Yeah, absolutely. Whenever I think about how long it could possibly take and how little planning for the future you can do, I feel really anxious and frustrated. That's why I try to be optimistic. 🙂 
Anyway, finger's crossed that they'll get back to you soon! Keep us updated 🙂


----------



## Doolz

Hopefully a glimmer of hope for others out there  I saw a post yesterday evening on the Facebook group "Partner Visa Australia" for a Berlin grant. Applied in June 2019, so 7ish months.
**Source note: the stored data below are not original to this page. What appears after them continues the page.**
use chrono::NaiveDate;
use rust_decimal_macros::dec;
use std::collections::{HashMap, HashSet};
use std::sync::mpsc::channel;
use std::sync::{Arc, Mutex};
use tradebias_optimizer::config::evolution::{EvolutionConfig, SeedMode};
use tradebias_optimizer::engines::evaluation::Evaluation;
use tradebias_optimizer::engines::execution::{LocalParallelBackend, SequentialBackend};
use tradebias_optimizer::engines::generation::{
    AnyOf, CandidateFactory, ChannelProgressCallback, EngineState, EvolutionEngine,
    FruitlessLimit, GeneSpec, Generation, GenerationLimit, ProgressCallback, ProgressMessage,
    WindowValidation,
};
use tradebias_optimizer::types::{DateWindow, Gene, GeneValue, FILTERED_SCORE};
use tradebias_optimizer::Result;

/// Simple progress callback for testing
#[derive(Default)]
struct TestProgressCallback {
    completed: Vec<usize>,
    terminated: bool,
}

impl ProgressCallback for TestProgressCallback {
    fn on_generation_complete(&mut self, generation: &Generation) {
        self.completed.push(generation.number());
    }

    fn on_termination(&mut self, _history: &[Generation]) {
        self.terminated = true;
    }

    fn on_window_validated(&mut self, _validation: &WindowValidation) {}
}

fn window() -> DateWindow {
    DateWindow::new(
        NaiveDate::from_ymd_opt(2023, 1, 1).unwrap(),
        NaiveDate::from_ymd_opt(2023, 6, 30).unwrap(),
    )
}

/// Create a minimal evolution config for fast testing
fn create_test_evolution_config() -> EvolutionConfig {
    EvolutionConfig {
        population_size: 10,
        max_generation_size: 20,
        seed: Some(1234),
        ..EvolutionConfig::default()
    }
}

fn moving_average_specs() -> Vec<GeneSpec> {
    vec![
        GeneSpec::int("fast_period", 2, 40),
        GeneSpec::int("slow_period", 10, 200),
        GeneSpec::decimal("stop_loss", dec!(0.5), dec!(5.0)),
    ]
}

/// Peaks at fast=10, slow=50, stop=2.0
fn synthetic_backtest(genes: &[Gene], _window: &DateWindow) -> Result<Evaluation> {
    let fast = genes[0].value.as_f64();
    let slow = genes[1].value.as_f64();
    let stop = genes[2].value.as_f64();
    let score = 100.0 - (fast - 10.0).abs() - (slow - 50.0).abs() / 4.0 - (stop - 2.0).abs();
    let metrics = HashMap::from([
        ("net_profit".to_string(), score * 10.0),
        ("trades".to_string(), 20.0),
    ]);
    Ok(Evaluation::new(metrics, score))
}

#[test]
fn test_evolution_improves_and_terminates() {
    let factory = CandidateFactory::new(moving_average_specs()).unwrap();
    let backend = LocalParallelBackend::new(Arc::new(synthetic_backtest), 4).unwrap();
    let mut engine = EvolutionEngine::new(
        create_test_evolution_config(),
        factory,
        Box::new(backend),
        Box::new(GenerationLimit::new(6)),
        window(),
    );
    let mut callback = TestProgressCallback::default();

    let state = engine.start(&mut callback).expect("evolution failed");

    assert_eq!(state, EngineState::TerminationReached);
    assert_eq!(callback.completed, vec![1, 2, 3, 4, 5, 6]);
    assert!(callback.terminated);

    // The running best never decreases and every stored generation is sorted
    let mut best_so_far = f64::MIN;
    for generation in engine.history() {
        let scores: Vec<f64> = generation.candidates().iter().filter_map(|c| c.score()).collect();
        assert!(scores.windows(2).all(|w| w[0] >= w[1]));
        assert!(scores.len() <= 20);
        if let Some(top) = scores.first() {
            best_so_far = best_so_far.max(*top);
        }
    }
    assert_eq!(engine.best().and_then(|c| c.score()), Some(best_so_far));

    let hof = engine.get_hall_of_fame();
    assert!(!hof.is_empty());
    assert_eq!(hof.best().and_then(|c| c.score()), Some(best_so_far));
}

#[test]
fn test_no_gene_vector_is_evaluated_twice() {
    let evaluated: Arc<Mutex<Vec<Vec<Gene>>>> = Arc::new(Mutex::new(Vec::new()));
    let log = Arc::clone(&evaluated);
    let evaluator = move |genes: &[Gene], window: &DateWindow| -> Result<Evaluation> {
        log.lock().unwrap().push(genes.to_vec());
        synthetic_backtest(genes, window)
    };

    let factory = CandidateFactory::new(vec![
        GeneSpec::int("fast_period", 1, 6),
        GeneSpec::int("slow_period", 1, 6),
    ])
    .unwrap();
    let mut engine = EvolutionEngine::new(
        EvolutionConfig {
            population_size: 6,
            seed: Some(99),
            ..EvolutionConfig::default()
        },
        factory,
        Box::new(SequentialBackend::new(Arc::new(
            move |genes: &[Gene], window: &DateWindow| {
                // Third gene expected by the synthetic backtest
                let mut padded = genes.to_vec();
                padded.push(Gene::new("stop_loss", GeneValue::Decimal(dec!(2.0))));
                evaluator(&padded, window)
            },
        ))),
        Box::new(GenerationLimit::new(8)),
        window(),
    );

    engine.start(&mut TestProgressCallback::default()).unwrap();

    let evaluated = evaluated.lock().unwrap();
    let unique: HashSet<&Vec<Gene>> = evaluated.iter().collect();
    assert_eq!(unique.len(), evaluated.len());
    assert!(evaluated.len() <= 36);
}

#[test]
fn test_fruitless_generation_triggers_reseed() {
    // Only one corner of the space is viable
    let evaluator = |genes: &[Gene], _: &DateWindow| -> Result<Evaluation> {
        let fast = genes[0].value.as_f64();
        let score = if fast >= 39.0 { fast } else { FILTERED_SCORE };
        Ok(Evaluation::new(HashMap::new(), score))
    };

    let factory = CandidateFactory::new(vec![
        GeneSpec::int("fast_period", 2, 40),
        GeneSpec::int("slow_period", 10, 200),
    ])
    .unwrap();
    let termination = AnyOf::new(vec![
        Box::new(FruitlessLimit::new(3)),
        Box::new(GenerationLimit::new(4)),
    ]);
    let mut engine = EvolutionEngine::new(
        EvolutionConfig {
            population_size: 3,
            seed: Some(5),
            ..EvolutionConfig::default()
        },
        factory,
        Box::new(SequentialBackend::new(Arc::new(evaluator))),
        Box::new(termination),
        window(),
    );

    let (tx, rx) = channel();
    let mut callback = ChannelProgressCallback::new(tx);
    engine.start(&mut callback).unwrap();
    drop(callback);

    let messages: Vec<ProgressMessage> = rx.iter().collect();
    assert!(matches!(messages.last(), Some(ProgressMessage::Terminated { .. })));

    let history = engine.history();
    for (i, generation) in history.iter().enumerate().skip(1) {
        let previous = &history[i - 1];
        if !previous.is_fruitless() || !generation.is_fruitless() {
            continue;
        }
        // A reseed is a fresh batch plus the survivors the fruitless generation added
        assert!(generation.candidates().len() <= 6);
        let carried_in: Vec<_> = if i >= 2 && history[i - 2].is_fruitless() {
            history[i - 2].candidates().iter().map(|c| c.id()).collect()
        } else {
            Vec::new()
        };
        for candidate in previous.candidates() {
            if !carried_in.contains(&candidate.id()) {
                assert!(generation.candidates().iter().any(|c| c.same_genes(candidate)));
            }
        }
    }

    for message in &messages {
        if let ProgressMessage::GenerationComplete {
            candidates,
            fruitless,
            ..
        } = message
        {
            assert_eq!(*fruitless, candidates.is_empty());
            assert!(candidates.iter().all(|c| c.score().unwrap() > 0.0));
        }
    }
}

#[test]
fn test_cartesian_seed_enumerates_stepped_domain() {
    let factory = CandidateFactory::new(vec![
        GeneSpec::int("fast_period", 5, 15).with_step(dec!(5)),
        GeneSpec::decimal("stop_loss", dec!(1.0), dec!(2.0)).with_step(dec!(0.5)),
    ])
    .unwrap();
    let evaluator = |genes: &[Gene], _: &DateWindow| -> Result<Evaluation> {
        let score = genes[0].value.as_f64() + genes[1].value.as_f64();
        Ok(Evaluation::new(HashMap::new(), score))
    };
    let mut engine = EvolutionEngine::new(
        EvolutionConfig {
            seed_mode: SeedMode::Cartesian,
            seed: Some(3),
            ..EvolutionConfig::default()
        },
        factory,
        Box::new(SequentialBackend::new(Arc::new(evaluator))),
        Box::new(GenerationLimit::new(1)),
        window(),
    );

    engine.start(&mut TestProgressCallback::default()).unwrap();

    let first = &engine.history()[0];
    assert_eq!(first.candidates().len(), 9);
    assert_eq!(first.candidates()[0].score(), Some(17.0));
    assert_eq!(
        first.candidates()[0].gene("fast_period"),
        Some(&GeneValue::Int(15))
    );
}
It was a front-loaded application with a couple that had a long history, so assuming a simple case, which is good to hear it was dealt with so quickly!


----------



## Doolz

AMAZING NEWS! VISA GRANTED  

I got sick of waiting, and sent a reply email to our RFI today, just letting them know we uploaded our Police Check and got a grant notification an hour or so after sending the email!

DOL: 25th May 2019
Front-loaded application with everything but missing Police Check for Swedish partner for Australia. (Short of 12 months, so didn't think it was initially necessary).
RFI: 10th Jan 2020
Uploaded Police Check 20th Jan
Email to case officer/office 24th Jan
GRANT: 24th Jan, was 309 and then a few mintutes later 100. 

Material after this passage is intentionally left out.